▶ **MATERIAL SUPPLIED**:
┄┄┄┄┄┄┄┄┄┄┄┄┄┄┄┄┄┄┄┄
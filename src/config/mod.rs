//! Configuration system for kubegraph
//!
//! A single YAML file under the platform config directory, overlaid with
//! environment variables. Command line flags take precedence over both.

mod defaults;
pub mod loader;
pub mod paths;
pub mod schema;

pub use loader::ConfigLoader;
pub use schema::{ChartConfig, Config, RendererConfig};

use anyhow::Context;

use crate::models::{Category, CategoryTable};
use crate::render::{Palette, RenderError};

/// Build the render palette described by `config`
pub fn build_palette(config: &Config) -> Result<Palette, RenderError> {
    let mut kind_categories = Vec::with_capacity(config.kind_categories.len());
    for (kind, key) in &config.kind_categories {
        let category: Category = key
            .parse()
            .map_err(|_| RenderError::UnknownCategory(key.clone()))?;
        kind_categories.push((kind.clone(), category));
    }
    Palette::new(CategoryTable::with_overrides(kind_categories)).with_colors(&config.palette)
}

/// Get a configuration value by key (dot notation)
pub fn get_config_value(config: &Config, key: &str) -> anyhow::Result<String> {
    match key {
        "defaultFormat" => Ok(config.default_format.to_string()),
        "renderer.dotBinary" => Ok(config.renderer.dot_binary.clone()),
        "chart.helmBinary" => Ok(config.chart.helm_binary.clone()),
        "chart.releaseName" => Ok(config.chart.release_name.clone()),
        "excludeKinds" => Ok(config.exclude_kinds.join(",")),
        _ => {
            if let Some(category) = key.strip_prefix("palette.") {
                return Ok(config.palette.get(category).cloned().unwrap_or_else(|| {
                    category
                        .parse::<Category>()
                        .map(|c| c.default_color().to_string())
                        .unwrap_or_default()
                }));
            }
            if let Some(kind) = key.strip_prefix("kindCategories.") {
                return Ok(config.kind_categories.get(kind).cloned().unwrap_or_else(|| {
                    CategoryTable::standard().category_of_kind(kind).key().to_string()
                }));
            }
            Err(anyhow::anyhow!("Unknown configuration key: {}", key))
        }
    }
}

/// Set a configuration value by key (dot notation)
pub fn set_config_value(config: &mut Config, key: &str, value: &str) -> anyhow::Result<()> {
    match key {
        "defaultFormat" => {
            config.default_format = value
                .parse()
                .map_err(|e: String| anyhow::anyhow!(e))
                .context("defaultFormat must be one of dot, mermaid, json, png, svg")?;
        }
        "renderer.dotBinary" => {
            config.renderer.dot_binary = value.to_string();
        }
        "chart.helmBinary" => {
            config.chart.helm_binary = value.to_string();
        }
        "chart.releaseName" => {
            config.chart.release_name = value.to_string();
        }
        "excludeKinds" => {
            // Parse as YAML array or comma-separated list
            config.exclude_kinds = if value.trim_start().starts_with('[') {
                serde_yaml::from_str(value)
                    .context("excludeKinds must be a YAML array (e.g., ['Secret', 'Event'])")?
            } else {
                value
                    .split(',')
                    .map(|s| s.trim().to_string())
                    .filter(|s| !s.is_empty())
                    .collect()
            };
        }
        _ => {
            if let Some(category) = key.strip_prefix("palette.") {
                category
                    .parse::<Category>()
                    .map_err(|e| anyhow::anyhow!(e))?;
                if value.is_empty() {
                    config.palette.remove(category);
                } else {
                    csscolorparser::parse(value)
                        .with_context(|| format!("{} is not a valid colour", value))?;
                    config.palette.insert(category.to_string(), value.to_string());
                }
                return Ok(());
            }
            if let Some(kind) = key.strip_prefix("kindCategories.") {
                if value.is_empty() {
                    config.kind_categories.remove(kind);
                } else {
                    value
                        .parse::<Category>()
                        .map_err(|e| anyhow::anyhow!(e))?;
                    config
                        .kind_categories
                        .insert(kind.to_string(), value.to_string());
                }
                return Ok(());
            }
            return Err(anyhow::anyhow!("Unknown configuration key: {}", key));
        }
    }

    Ok(())
}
┄┄┄┄┄┄┄┄┄┄┄┄┄┄┄┄┄┄┄┄
▶ **WHAT IS NEEDED**: The expected result is every record above, duplicated exactly.

▶ **WRITTEN SOLUTION**:
filename src/config/mod.rs
//! Configuration system for kubegraph
//!
//! A single YAML file under the platform config directory, overlaid with
//! environment variables. Command line flags take precedence over both.

mod defaults;
pub mod loader;
pub mod paths;
pub mod schema;

pub use loader::ConfigLoader;
pub use schema::{ChartConfig, Config, RendererConfig};

use anyhow::Context;

use crate::models::{Category, CategoryTable};
use crate::render::{Palette, RenderError};

/// Build the render palette described by `config`
pub fn build_palette(config: &Config) -> Result<Palette, RenderError> {
    let mut kind_categories = Vec::with_capacity(config.kind_categories.len());
    for (kind, key) in &config.kind_categories {
        let category: Category = key
            .parse()
            .map_err(|_| RenderError::UnknownCategory(key.clone()))?;
        kind_categories.push((kind.clone(), category));
    }
    Palette::new(CategoryTable::with_overrides(kind_categories)).with_colors(&config.palette)
}

/// Get a configuration value by key (dot notation)
pub fn get_config_value(config: &Config, key: &str) -> anyhow::Result<String> {
    match key {
        "defaultFormat" => Ok(config.default_format.to_string()),
        "renderer.dotBinary" => Ok(config.renderer.dot_binary.clone()),
        "chart.helmBinary" => Ok(config.chart.helm_binary.clone()),
        "chart.releaseName" => Ok(config.chart.release_name.clone()),
        "excludeKinds" => Ok(config.exclude_kinds.join(",")),
        _ => {
            if let Some(category) = key.strip_prefix("palette.") {
                return Ok(config.palette.get(category).cloned().unwrap_or_else(|| {
                    category
                        .parse::<Category>()
                        .map(|c| c.default_color().to_string())
                        .unwrap_or_default()
                }));
            }
            if let Some(kind) = key.strip_prefix("kindCategories.") {
                return Ok(config.kind_categories.get(kind).cloned().unwrap_or_else(|| {
                    CategoryTable::standard().category_of_kind(kind).key().to_string()
                }));
            }
            Err(anyhow::anyhow!("Unknown configuration key: {}", key))
        }
    }
}

/// Set a configuration value by key (dot notation)
pub fn set_config_value(config: &mut Config, key: &str, value: &str) -> anyhow::Result<()> {
    match key {
        "defaultFormat" => {
            config.default_format = value
                .parse()
                .map_err(|e: String| anyhow::anyhow!(e))
                .context("defaultFormat must be one of dot, mermaid, json, png, svg")?;
        }
        "renderer.dotBinary" => {
            config.renderer.dot_binary = value.to_string();
        }
        "chart.helmBinary" => {
            config.chart.helm_binary = value.to_string();
        }
        "chart.releaseName" => {
            config.chart.release_name = value.to_string();
        }
        "excludeKinds" => {
            // Parse as YAML array or comma-separated list
            config.exclude_kinds = if value.trim_start().starts_with('[') {
                serde_yaml::from_str(value)
                    .context("excludeKinds must be a YAML array (e.g., ['Secret', 'Event'])")?
            } else {
                value
                    .split(',')
                    .map(|s| s.trim().to_string())
                    .filter(|s| !s.is_empty())
                    .collect()
            };
        }
        _ => {
            if let Some(category) = key.strip_prefix("palette.") {
                category
                    .parse::<Category>()
                    .map_err(|e| anyhow::anyhow!(e))?;
                if value.is_empty() {
                    config.palette.remove(category);
                } else {
                    csscolorparser::parse(value)
                        .with_context(|| format!("{} is not a valid colour", value))?;
                    config.palette.insert(category.to_string(), value.to_string());
                }
                return Ok(());
            }
            if let Some(kind) = key.strip_prefix("kindCategories.") {
                if value.is_empty() {
                    config.kind_categories.remove(kind);
                } else {
                    value
                        .parse::<Category>()
                        .map_err(|e| anyhow::anyhow!(e))?;
                    config
                        .kind_categories
                        .insert(kind.to_string(), value.to_string());
                }
                return Ok(());
            }
            return Err(anyhow::anyhow!("Unknown configuration key: {}", key));
        }
    }

    Ok(())
}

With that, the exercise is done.